24 ! Il aura fallu 24 actes des Gilets Jaunes pour que j’aille à la rencontre des manifestants.
Samedi 27 avril 2019.
Ils étaient une poignée de Gilets Jaunes, environ 1500, à se réunir devant le siège de Radio France à Paris. Au programme, 10 kilomètres de parcours, ponctués par des arrêts bien choisis devant les sièges de TF1, LCI, France Télévision, BFM TV ou encore le CSA. Autant de symboles pour protester contre le traitement que les médias mainstream réservent au mouvement des Gilets jaunes depuis cinq mois.
Ils avaient sorti le grand jeu: banderoles, slogans scandés et repris par la foule, discours. Beaucoup de discours. Une marche au pas lent mais une opportunité pour les Gilets jaunes de tenter, une nouvelle fois, de faire entendre leur voix et leurs revendications de justice fiscale et d’équité sociale.
A la carte, beaucoup de revendications. Il y en a pour tous les goûts: les journalistes, Macron, la taxe carbone, la déforestation et même l’augmentation du prix des kebabs ! Un cocktail de revendications bien « shaké » mais qui laisse un goût amer. Il faudra attendre d’être devant BFM pour entendre un discours construit exprimant plus clairement les revendications de ce mouvement incarnant une crise sociale et politique inédite dans l’histoire du pays.
Je sais ce que vous allez me rétorquer, cher lecteur: « c’est important que leur parole soit entendue ». Ces mêmes Gilets Jaunes ont pourtant refusé d’aller sur les plateaux télé. Et leur discours n’est pas particulièrement limpide ni exempt de contradictions.
Ne me demandez pas ce que j’ai retenu de cette journée, vous risqueriez d’être déçus…
C’était l’une de mes premières manifestations en temps « qu’observateur », et je me rends compte que j’ai perçu des impressions de cette foule cosmopolite et retenu des détails qui m’ont frappés.
Que pensez de ces gens du voyages venus protester à propos de leur qualité de vie et qui, cependant, portaient des baskets et des téléphones derniers cris. Le drapeau palestinien volait fièrement dans le ciel. Certes. Mais quel lien avec les Gilets jaunes ?
Une jeune femme se met alors à clamer haut et fort défiler pour dénoncer l’état du système scolaire dans le pays. Une enseignante, confrontée à des classes surchargées, qui voit ses conditions de travail se dégrader d’année en année… Pour elle, la solution est simple pour faire réagir le gouvernement. « Il faut prendre un flic, le kidnapper, lui voler ses menottes l’attacher et faire une grève de la pipe ! Là ils vont réagir ». No comment.
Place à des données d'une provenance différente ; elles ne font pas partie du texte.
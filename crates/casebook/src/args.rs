//! Argument lists at call sites.

use indexmap::IndexMap;

use crate::{
    expressions::ExprLoc,
    sloc::SourceLoc,
    value::Value,
};

/// The positional and named argument expressions of one call site.
///
/// Shared by parse-derived call sites and synthetic ones built by the runtime
/// (entry options application injects `_entry` as a named value). Arguments
/// stay unevaluated until the invocation protocol binds them to parameters;
/// they may contain identifiers and operators that only make sense against a
/// runtime environment.
#[derive(Debug, Clone)]
pub struct ArgumentList {
    pub sloc: SourceLoc,
    pub positional: Vec<ExprLoc>,
    pub named: IndexMap<String, ExprLoc>,
}

impl PartialEq for ArgumentList {
    /// Structural equality over the argument expressions; the call site's
    /// own location is ignored so repeated identical headers compare equal.
    fn eq(&self, other: &Self) -> bool {
        self.positional == other.positional && self.named == other.named
    }
}

impl ArgumentList {
    #[must_use]
    pub fn empty(sloc: SourceLoc) -> Self {
        Self {
            sloc,
            positional: Vec::new(),
            named: IndexMap::new(),
        }
    }

    /// Injects an already-built value as a named argument, replacing any
    /// parse-derived binding of the same name.
    pub fn set_named_value(&mut self, name: &str, value: Value) {
        self.named.insert(name.to_owned(), ExprLoc::from_value(value));
    }

    /// Compact `a, b, key=c` form for run narration.
    #[must_use]
    pub fn as_debug_str(&self) -> String {
        let mut parts: Vec<String> = self.positional.iter().map(ExprLoc::as_debug_str).collect();
        for (key, arg) in &self.named {
            parts.push(format!("{key}={}", arg.as_debug_str()));
        }
        parts.join(", ")
    }
}
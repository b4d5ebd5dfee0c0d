//! An interpreter for the Casebook language.
//!
//! Casebook documents author branching, lead-based investigative game
//! scenarios: entries (sections, leads, sub-leads), options, tags, inline
//! text, and a small expression language. An external grammar-driven parser
//! turns a document into a parse tree; this crate ingests that tree into an
//! AST, runs it under one of two execution modes (`run` or `render`), and
//! collects per-entry output fragments into a render document consumed by an
//! external typesetter driver.
//!
//! The typical embedding:
//!
//! ```no_run
//! use casebook::{Context, Interpreter, StdTrace, Task, parse_tree_from_json};
//!
//! # fn main() -> Result<(), casebook::CbError> {
//! let tree = parse_tree_from_json(r#"{"rule": "start", "children": []}"#)?;
//! let mut interp = Interpreter::from_parse_tree(Context::default(), &tree, None, &mut StdTrace)?;
//! let task = interp.task_render_run(Task::latex(), &mut StdTrace)?;
//! let doc = task.renderer.expect("task ran");
//! println!("{}", doc.to_json().expect("render doc serializes"));
//! # Ok(())
//! # }
//! ```

#![expect(clippy::float_cmp, reason = "number semantics require exact comparison")]
#![expect(clippy::unnecessary_wraps, reason = "handler signatures are uniform")]

mod args;
mod ast;
mod builtins;
mod environment;
mod error;
mod expressions;
mod functions;
mod ingest;
mod io;
mod parsetree;
mod render;
mod run;
mod sloc;
mod value;

pub use crate::{
    args::ArgumentList,
    ast::{
        Ast, BLANK_ENTRY_ID, Block, BlockSeq, BlockText, ChildSort, ControlStatement, ENTRY_ID_COVER,
        ENTRY_ID_OPTIONS, ENTRY_ID_SETUP, Entry, EntryChildren, EntryId, EntryRunOptions, ForStatement, FunctionCall,
        IfStatement, LayoutStyle, OutputFragment, SPECIAL_ENTRY_IDS_ALWAYS_RUN,
    },
    builtins::{APPLY_OPTIONS_FUNC, ENTRY_ARG, core_function_list},
    environment::{Context, EnvVar, Environment, TASK_SLOT},
    error::{CbError, ErrorKind, RunResult, Warning},
    expressions::{BinaryOp, Expr, ExprLoc, UnaryOp},
    functions::{BoundArgs, FuncDef, FuncHandler, ParamDef, ParamKind, ReturnKind},
    ingest::convert_parse_tree,
    io::{CollectTrace, NoTrace, StdTrace, TraceWriter},
    parsetree::{ParseMeta, ParseNode, ParseToken, ParseTree, RawSource, parse_tree_from_json, rules},
    render::{RenderChunk, RenderDoc, RenderEntry},
    run::{Interpreter, Rmode, RunCtx, TagStore, Task},
    sloc::{SourceLoc, UNKNOWN_POS},
    value::{ObjectHandle, ObjectRecord, Value, ValueData},
};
Une solution comme une autre, mais attention madame, pas de violence c’est les vacances !
Gilets Jaunes contre média, GJ contre Macron, GJ contre les forces de l’ordre… Les commerçants qui doivent fermer, les bars vidés, les supermarchés et les magasins de luxe barricadés… Oubliées les terrasses que les Français aiment tant.
Chaque manifestation du samedi impose une organisation énorme. Or, ceux qui travaillent, qui n’ont rien demandé, payent aussi les pots cassés… Marcel, tailleur depuis 50 ans, va devoir mettre la clé sous la porte, explique-t-il. « Plus de clients et même plus le droit d’ouvrir, c’est pas comme ça que je vais payer mes factures », lâche-t-elle.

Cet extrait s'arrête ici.